From Quarks to Crosswords

From Quarks to Crosswords

From Quarks to Crosswords

How Emma Oxford ’09 blends physics, wordplay, and wit into a hobby of curiosity.

BY MELISSA ULSAKER MAAS ’76

By day, physicist Emma Oxford ‘09 works in the realm of science, technology, and details as a patent examiner. She’s a thinker, an analyst, a solver. And while most people choose either science or wordplay, she lives somewhere in the delicious overlap, where logic dances with language. She solves problems for a living—and invents them for fun. She builds entire worlds out of black-and-white squares, where every answer is a story, and every clue is a challenge. Emma is a cruciverbalist. And if you enjoy solving—or creating—crossword puzzles, you are, too.

Talking to Emma is like being inside a popcorn machine with thought kernels flying so fast it can be hard to keep up. She’s exceptionally smart, competitive, and isn’t someone who sits around doing nothing. The 2009 St. Stephen’s and St. Agnes valedictorian, Emma was drawn to math and science, but could excel in any subject. She graduated Magna Cum Laude with high honors and a bachelor’s in physics from Haverford College, but continuing in physics wasn’t a given.
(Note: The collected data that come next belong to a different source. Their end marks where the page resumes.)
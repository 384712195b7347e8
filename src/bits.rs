use subtle::ConstantTimeEq;

/// An ordered sequence of bits packed big-endian into 32-bit words.
///
/// The logical length is tracked in bits and need not be word-aligned: the
/// final word is left-aligned, with every bit below the logical length zero.
/// That invariant makes equality a plain field comparison and lets the cipher
/// modes treat out-of-range words as zero.
///
/// Operations never mutate in place; they return new sequences.
#[derive(Debug, Clone, Default, PartialEq, Eq, Hash)]
pub struct BitArray {
    words: Vec<u32>,
    bits: usize,
}

impl BitArray {
    /// The empty bit sequence.
    pub fn new() -> Self {
        Self::default()
    }

    /// Builds a sequence from whole 32-bit words.
    pub fn from_words(words: Vec<u32>) -> Self {
        let bits = words.len() * 32;
        Self { words, bits }
    }

    /// Builds a sequence of `bits` bits (at most 32) from the low bits of
    /// `value`, stored left-aligned.
    pub fn partial(bits: usize, value: u32) -> Self {
        let bits = bits.min(32);
        if bits == 0 {
            return Self::new();
        }
        let word = if bits == 32 { value } else { value << (32 - bits) };
        Self {
            words: vec![word],
            bits,
        }
    }

    /// Normalizes raw words to the clamp invariant: exactly
    /// `ceil(bits / 32)` words, excess bits of the final word zeroed.
    pub fn from_parts(mut words: Vec<u32>, bits: usize) -> Self {
        words.resize(bits.div_ceil(32), 0);
        let rem = bits & 31;
        if rem != 0 {
            if let Some(last) = words.last_mut() {
                *last &= u32::MAX << (32 - rem);
            }
        }
        Self { words, bits }
    }

    /// Exact length in bits.
    pub fn bit_length(&self) -> usize {
        self.bits
    }

    pub fn is_empty(&self) -> bool {
        self.bits == 0
    }

    /// The packed words. The final word is left-aligned and zero-clamped.
    pub fn words(&self) -> &[u32] {
        &self.words
    }

    pub(crate) fn words_mut(&mut self) -> &mut [u32] {
        &mut self.words
    }

    /// Word at `index`, or zero past the end.
    pub fn word(&self, index: usize) -> u32 {
        self.words.get(index).copied().unwrap_or(0)
    }

    /// Four consecutive words starting at `word_index`, zero-padded past the
    /// end. The cipher modes consume data one such block at a time.
    pub(crate) fn block4(&self, word_index: usize) -> [u32; 4] {
        [
            self.word(word_index),
            self.word(word_index + 1),
            self.word(word_index + 2),
            self.word(word_index + 3),
        ]
    }

    /// Bit-exact concatenation, regardless of partial-word boundaries.
    pub fn concat(&self, other: &BitArray) -> BitArray {
        if self.bits == 0 {
            return other.clone();
        }
        if other.bits == 0 {
            return self.clone();
        }
        let total = self.bits + other.bits;
        let mut words = self.words.clone();
        let used = self.bits & 31;
        if used == 0 {
            words.extend_from_slice(&other.words);
        } else {
            let mut carry = words.pop().unwrap_or(0);
            for &w in &other.words {
                words.push(carry | (w >> used));
                carry = w << (32 - used);
            }
            words.push(carry);
        }
        Self::from_parts(words, total)
    }

    /// The sub-sequence `[start, end)` in bits. `end` saturates at the
    /// sequence length.
    pub fn bit_slice(&self, start: usize, end: usize) -> BitArray {
        let end = end.min(self.bits);
        if start >= end {
            return BitArray::new();
        }
        self.shift_out(start).clamp(end - start)
    }

    /// The sub-sequence from bit `start` to the end.
    pub fn bit_slice_from(&self, start: usize) -> BitArray {
        if start >= self.bits {
            return BitArray::new();
        }
        self.shift_out(start)
    }

    /// Truncates to `bits` bits, zeroing the boundary word below the cut.
    /// A request longer than the sequence returns it unchanged.
    pub fn clamp(&self, bits: usize) -> BitArray {
        if bits >= self.bits {
            return self.clone();
        }
        Self::from_parts(self.words.clone(), bits)
    }

    /// Extracts a field of `length` bits (at most 32) starting at bit
    /// `start`, possibly spanning a word boundary, as a low-aligned integer.
    pub fn extract(&self, start: usize, length: usize) -> u32 {
        if length == 0 {
            return 0;
        }
        debug_assert!(length <= 32);
        let off = start & 31;
        let w0 = self.word(start / 32);
        let mask = ((1u64 << length) - 1) as u32;
        if off + length <= 32 {
            (w0 >> (32 - off - length)) & mask
        } else {
            let w1 = self.word(start / 32 + 1);
            ((w0 << (off + length - 32)) | (w1 >> (64 - off - length))) & mask
        }
    }

    /// Constant-structure equality over the full length: the word XOR is
    /// accumulated without early exit, so tag comparisons do not leak the
    /// position of the first difference. Bit lengths are not secret.
    pub fn ct_eq(&self, other: &BitArray) -> bool {
        if self.bits != other.bits {
            return false;
        }
        self.words.as_slice().ct_eq(other.words.as_slice()).into()
    }

    /// Packs big-endian bytes, eight bits per byte.
    pub fn from_bytes(bytes: &[u8]) -> BitArray {
        let mut words = Vec::with_capacity(bytes.len().div_ceil(4));
        let mut acc = 0u32;
        for (i, &b) in bytes.iter().enumerate() {
            acc = acc << 8 | b as u32;
            if i & 3 == 3 {
                words.push(acc);
                acc = 0;
            }
        }
        let rem = bytes.len() & 3;
        if rem != 0 {
            words.push(acc << (32 - 8 * rem));
        }
        Self {
            words,
            bits: bytes.len() * 8,
        }
    }

    /// Unpacks to big-endian bytes, `ceil(bits / 8)` of them; trailing bits
    /// of the last byte are zero.
    pub fn to_bytes(&self) -> Vec<u8> {
        let n = self.bits.div_ceil(8);
        let mut out = Vec::with_capacity(n);
        'outer: for &w in &self.words {
            for shift in [24, 16, 8, 0] {
                if out.len() == n {
                    break 'outer;
                }
                out.push((w >> shift) as u8);
            }
        }
        out.resize(n, 0);
        out
    }

    /// Removes and returns the first `n` whole words. The hash buffers drain
    /// complete blocks this way; any partial word stays at the tail, so the
    /// head is always word-aligned.
    pub(crate) fn drain_front_words(&mut self, n: usize) -> Vec<u32> {
        debug_assert!(self.bits >= n * 32);
        let head: Vec<u32> = self.words.drain(..n).collect();
        self.bits -= n * 32;
        head
    }

    fn shift_out(&self, start: usize) -> BitArray {
        let skip = start / 32;
        let off = start & 31;
        let mut words = Vec::with_capacity(self.words.len().saturating_sub(skip));
        if off == 0 {
            words.extend_from_slice(&self.words[skip.min(self.words.len())..]);
        } else {
            for i in skip..self.words.len() {
                let hi = self.words[i] << off;
                let lo = if i + 1 < self.words.len() {
                    self.words[i + 1] >> (32 - off)
                } else {
                    0
                };
                words.push(hi | lo);
            }
        }
        Self::from_parts(words, self.bits - start)
    }
}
“I really liked physics and interacting with people who think and process information the same way I do,” Emma explains. “But grad school in physics is a pretty substantial commitment and at that point, I wasn’t sure what I wanted to do with my life.”

As a lover of data, information, and statistics, she decided to pursue a master’s in library and information science at the University of Pittsburgh. Armed with her new degree, she found her niche as a science librarian assisting professors and students with instruction and research at Rollins College and James Madison University. But by 2017, Emma was ready to commit to pursuing a Ph.D. in physics.
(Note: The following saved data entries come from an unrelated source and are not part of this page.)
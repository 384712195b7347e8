//! Authenticated-encryption modes over the AES block cipher.
//!
//! Every mode takes the whole message at once, produces `ciphertext ‖ tag`,
//! and on decrypt verifies the tag over the full length in constant structure
//! before any plaintext leaves the function.

pub mod ccm;
pub mod gcm;
pub mod ocb2;

use crate::aes::Aes;
use crate::bits::BitArray;
use crate::error::{Result, StrongboxError};

/// The closed set of supported modes. Unknown names are rejected at the
/// boundary instead of falling through a registry lookup.
#[derive(Debug, Clone, Copy, PartialEq, Eq, Hash)]
pub enum Mode {
    Ccm,
    Ocb2,
    Gcm,
}

impl Mode {
    pub fn name(&self) -> &'static str {
        match self {
            Mode::Ccm => "ccm",
            Mode::Ocb2 => "ocb2",
            Mode::Gcm => "gcm",
        }
    }

    pub fn from_name(name: &str) -> Result<Mode> {
        match name {
            "ccm" => Ok(Mode::Ccm),
            "ocb2" => Ok(Mode::Ocb2),
            "gcm" => Ok(Mode::Gcm),
            other => Err(StrongboxError::Invalid(format!(
                "unknown cipher mode: {}",
                other
            ))),
        }
    }

    /// Encrypts and authenticates `plaintext`, returning `ciphertext ‖ tag`.
    pub fn encrypt(
        &self,
        cipher: &Aes,
        plaintext: &BitArray,
        iv: &BitArray,
        adata: &BitArray,
        tag_bits: usize,
    ) -> Result<BitArray> {
        match self {
            Mode::Ccm => ccm::encrypt(cipher, plaintext, iv, adata, tag_bits),
            Mode::Ocb2 => ocb2::encrypt(cipher, plaintext, iv, adata, tag_bits, false),
            Mode::Gcm => gcm::encrypt(cipher, plaintext, iv, adata, tag_bits),
        }
    }

    /// Verifies and decrypts `ciphertext ‖ tag`, failing with
    /// [`StrongboxError::Corrupt`] on any tag mismatch.
    pub fn decrypt(
        &self,
        cipher: &Aes,
        ciphertext: &BitArray,
        iv: &BitArray,
        adata: &BitArray,
        tag_bits: usize,
    ) -> Result<BitArray> {
        match self {
            Mode::Ccm => ccm::decrypt(cipher, ciphertext, iv, adata, tag_bits),
            Mode::Ocb2 => ocb2::decrypt(cipher, ciphertext, iv, adata, tag_bits, false),
            Mode::Gcm => gcm::decrypt(cipher, ciphertext, iv, adata, tag_bits),
        }
    }
}

/// XOR of two 128-bit blocks.
pub(crate) fn xor4(a: [u32; 4], b: [u32; 4]) -> [u32; 4] {
    [a[0] ^ b[0], a[1] ^ b[1], a[2] ^ b[2], a[3] ^ b[3]]
}

#[cfg(test)]
mod tests {
    use super::*;

    #[test]
    fn test_mode_names_roundtrip() {
        for mode in [Mode::Ccm, Mode::Ocb2, Mode::Gcm] {
            assert_eq!(Mode::from_name(mode.name()).unwrap(), mode);
        }
    }

    #[test]
    fn test_unknown_mode_rejected() {
        assert!(matches!(
            Mode::from_name("cbc"),
            Err(StrongboxError::Invalid(_))
        ));
        assert!(matches!(
            Mode::from_name("CCM"),
            Err(StrongboxError::Invalid(_))
        ));
    }
}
Off she went to Carnegie Mellon to spend five years submerged in Roy Briere’s research group studying charm physics at the Belle II experiment—specifically seeking new physics beyond the Standard Model through the study of charm quark decays, including searches for CP violation… Whew, what? Emma understandably struggles to describe the research in layman’s terms, but she can break down how physicists solve a problem.

“You simplify the problem as much as possible (‘assume a spherical cow’ being a common joke about this), you list out everything you know very clearly, and you proceed from point A to point B to point C, etc. until you get where you want to go,” Emma says. “And you do this all on paper, clearly demonstrating every step of your thinking so that someone else can follow along.” But that “someone” better be another physicist. Her Ph.D. thesis was “Measurements of CP asymmetries in D0 → π+ π− π0 decays in Dalitz plot regions at Belle II (which is why we are focusing on her other, clearly understandable and fun passion, crosswords!)

It All Adds Up

Constructing crosswords requires a unique blend of creativity, wordplay, and a strong knowledge base. Constructors are skilled at designing puzzles that are both challenging and enjoyable, requiring a nuanced understanding of language and a knack for forming logical connections between words and clues. 

Emma’s passion for math, science, and all things logical ties in well with constructing crossword puzzles. Her love of numbers began in Lower School, but everything truly clicked when she took physics in Upper School. In fourth grade Emma started studying another favorite subject she later minored in at Haverford, French, which no doubt helped broaden her vocabulary and deepen her appreciation for wordplay.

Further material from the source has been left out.